Incline sit-ups: These are executed just like standard sit-ups but are performed on an incline bench for added difficulty. You can alter the difficulty of the exercise by increasing or decreasing the incline, or (if the incline bench is not adjustable) by altering your hand positions. As a general rule, the reps get more difficult when the hands are placed higher on the head or in some cases beyond the head. Like jackknives, a mid to high rep range is optimal for this exercise, 8-12 reps per set should get the job done and then some.

Your Weekly Training Schedule

Perform each exercise in the order they are listed.
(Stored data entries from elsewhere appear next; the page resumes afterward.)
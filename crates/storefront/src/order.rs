//! Order message formatting and the WhatsApp deep link.
//!
//! The message template is a wire contract: the recipient side is a human
//! reading WhatsApp, and the text (including the original template's
//! indentation and trailing spaces) must be reproduced exactly.

use percent_encoding::{AsciiSet, NON_ALPHANUMERIC, utf8_percent_encode};
use rust_decimal::Decimal;
use url::Url;

use crate::cart::CartLine;
use crate::checkout::{Checkout, DeliveryMode};
use crate::config::StoreConfig;

/// Characters left bare by JavaScript's `encodeURIComponent`: ASCII
/// alphanumerics plus `- _ . ! ~ * ' ( )`. Everything else, including all
/// non-ASCII bytes, is percent-encoded.
const URI_COMPONENT: &AsciiSet = &NON_ALPHANUMERIC
    .remove(b'-')
    .remove(b'_')
    .remove(b'.')
    .remove(b'!')
    .remove(b'~')
    .remove(b'*')
    .remove(b'\'')
    .remove(b'(')
    .remove(b')');

/// Format the order message.
///
/// One comma-joined segment per cart line in insertion order, then either
/// the delivery address or the pickup acknowledgement, then the delivery
/// mode label and the total to exactly two decimal places.
#[must_use]
pub fn format_message(lines: &[CartLine], checkout: &Checkout) -> String {
    let items = lines
        .iter()
        .map(|line| {
            format!(
                "{} (quantidade : {}) - Observações: {}",
                line.product.name, line.quantity, line.observation
            )
        })
        .collect::<Vec<_>>()
        .join(", ");

    let place = match checkout.delivery_mode {
        DeliveryMode::Delivery => format!(
            "Meu endereço é: {}, {}, {}, CEP: {}.",
            checkout.address.street,
            checkout.address.number,
            checkout.address.neighborhood,
            checkout.address.cep
        ),
        DeliveryMode::Pickup => "Vou retirar o pedido no local.".to_string(),
    };

    let total: Decimal = lines.iter().map(CartLine::line_total).sum();
    let mode = checkout.delivery_mode.as_str();

    format!(
        "\n    Olá! \n    Gostaria de encomendar os seguintes produtos: \n    {items}.\n    {place}\n    Opção de entrega: {mode}.\n    Valor total do pedido: R$ {total:.2}.\n  "
    )
}

/// Build the `wa.me` deep link carrying the order message.
///
/// The message is percent-encoded with an `encodeURIComponent`-equivalent
/// set and placed in the `text` query parameter. Opening the link is the
/// caller's job.
///
/// # Errors
///
/// Returns [`url::ParseError`] if the configured recipient id does not form
/// a valid URL (a validated [`StoreConfig`] cannot trigger this).
pub fn order_link(config: &StoreConfig, message: &str) -> Result<Url, url::ParseError> {
    let encoded = utf8_percent_encode(message, URI_COMPONENT);
    Url::parse(&format!(
        "https://wa.me/{}?text={encoded}",
        config.whatsapp_recipient
    ))
}

#[cfg(test)]
mod tests {
    use super::*;
    use crate::cart::Cart;
    use crate::catalog::Catalog;
    use crate::checkout::AddressField;
    use balcao_core::ProductId;

    fn cart_with_burgers() -> Cart {
        let catalog = Catalog::seed();
        let mut cart = Cart::new();
        cart.add(
            catalog.get(ProductId::new(1)).expect("product"),
            2,
            "sem cebola".to_string(),
        )
        .expect("add");
        cart
    }

    #[test]
    fn test_pickup_message_contents() {
        let cart = cart_with_burgers();
        let mut checkout = Checkout::default();
        checkout.set_delivery_mode(DeliveryMode::Pickup);

        let message = format_message(cart.lines(), &checkout);
        assert!(message.contains("Hamburguer (quantidade : 2) - Observações: sem cebola"));
        assert!(message.contains("Vou retirar o pedido no local."));
        assert!(message.contains("Opção de entrega: pickup."));
        assert!(message.contains("R$ 20.00"));
    }

    #[test]
    fn test_delivery_message_uses_address_verbatim() {
        let cart = cart_with_burgers();
        let mut checkout = Checkout::default();
        checkout.address.set(AddressField::Street, "Rua A".to_string());
        checkout.address.set(AddressField::Number, "12".to_string());
        checkout
            .address
            .set(AddressField::Neighborhood, "Centro".to_string());
        checkout.address.set(AddressField::Cep, "18020-002".to_string());

        let message = format_message(cart.lines(), &checkout);
        assert!(message.contains("Meu endereço é: Rua A, 12, Centro, CEP: 18020-002."));
        assert!(message.contains("Opção de entrega: delivery."));
    }

    #[test]
    fn test_empty_address_fields_render_as_empty_text() {
        let cart = cart_with_burgers();
        let checkout = Checkout::default();

        let message = format_message(cart.lines(), &checkout);
        assert!(message.contains("Meu endereço é: , , , CEP: ."));
    }

    #[test]
    fn test_full_message_is_byte_exact() {
        let cart = cart_with_burgers();
        let mut checkout = Checkout::default();
        checkout.set_delivery_mode(DeliveryMode::Pickup);

        let expected = "\n    Olá! \n    Gostaria de encomendar os seguintes produtos: \n    Hamburguer (quantidade : 2) - Observações: sem cebola.\n    Vou retirar o pedido no local.\n    Opção de entrega: pickup.\n    Valor total do pedido: R$ 20.00.\n  ";
        assert_eq!(format_message(cart.lines(), &checkout), expected);
    }

    #[test]
    fn test_lines_join_in_insertion_order() {
        let catalog = Catalog::seed();
        let mut cart = Cart::new();
        cart.add(
            catalog.get(ProductId::new(3)).expect("product"),
            1,
            String::new(),
        )
        .expect("add");
        cart.add(
            catalog.get(ProductId::new(1)).expect("product"),
            1,
            String::new(),
        )
        .expect("add");

        let message = format_message(cart.lines(), &Checkout::default());
        let sushi = message.find("Sushi").expect("sushi present");
        let burger = message.find("Hamburguer").expect("burger present");
        assert!(sushi < burger);
        assert!(message.contains(
            "Sushi (quantidade : 1) - Observações: , Hamburguer (quantidade : 1) - Observações: "
        ));
    }

    #[test]
    fn test_encoding_matches_encode_uri_component() {
        let encoded = utf8_percent_encode("Olá! (sem cebola) *~'", URI_COMPONENT).to_string();
        // Space -> %20 (never '+'), á -> UTF-8 bytes, and the JS-unreserved
        // marks stay bare.
        assert_eq!(encoded, "Ol%C3%A1!%20(sem%20cebola)%20*~'");
    }

    #[test]
    fn test_order_link_shape() {
        let config = StoreConfig::default();
        let cart = cart_with_burgers();
        let message = format_message(cart.lines(), &Checkout::default());

        let link = order_link(&config, &message).expect("valid link");
        assert_eq!(link.scheme(), "https");
        assert_eq!(link.host_str(), Some("wa.me"));
        assert_eq!(link.path(), "/5511987361695");
        let text = link.as_str();
        assert!(text.contains("?text=%0A%20%20%20%20Ol%C3%A1!%20"));
    }
}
You can alter your rest days based on your schedule, you will however, need 5 days of training and only 2 days off per week.

Monday – Upper body (One arm negatives, pull-ups, chin-ups, bar dips)

Tuesday – Core (L-sits, side planks, jackknives, incline sit-ups)

Wednesday – Rest day

Thursday – Upper body (Archer pull-ups, pull-ups, chin-ups, bar dips)

Friday – Core (L-sits, side planks, jackknives, incline sit-ups)

Saturday – Upper body (One arm negatives, pull-ups, chin-ups, bar dips)

Sunday – Rest day

Final Words

Perseverance is key when it comes to this arduous journey. When training this hard it is easy to be tempted to take additional rest days or ease the intensity of your workouts, especially in the early stages of the regimen. Keep your head down and your eyes on the prize, training will eventually become second nature and that’s when your true potential will begin to reveal itself. You must remind yourself of the enormity that surrounds your end goal, you will be joining very small percentage of global athletes who can successfully achieve the one arm pull-up, that is no small feat. Good luck, stay motivated, lift heavy.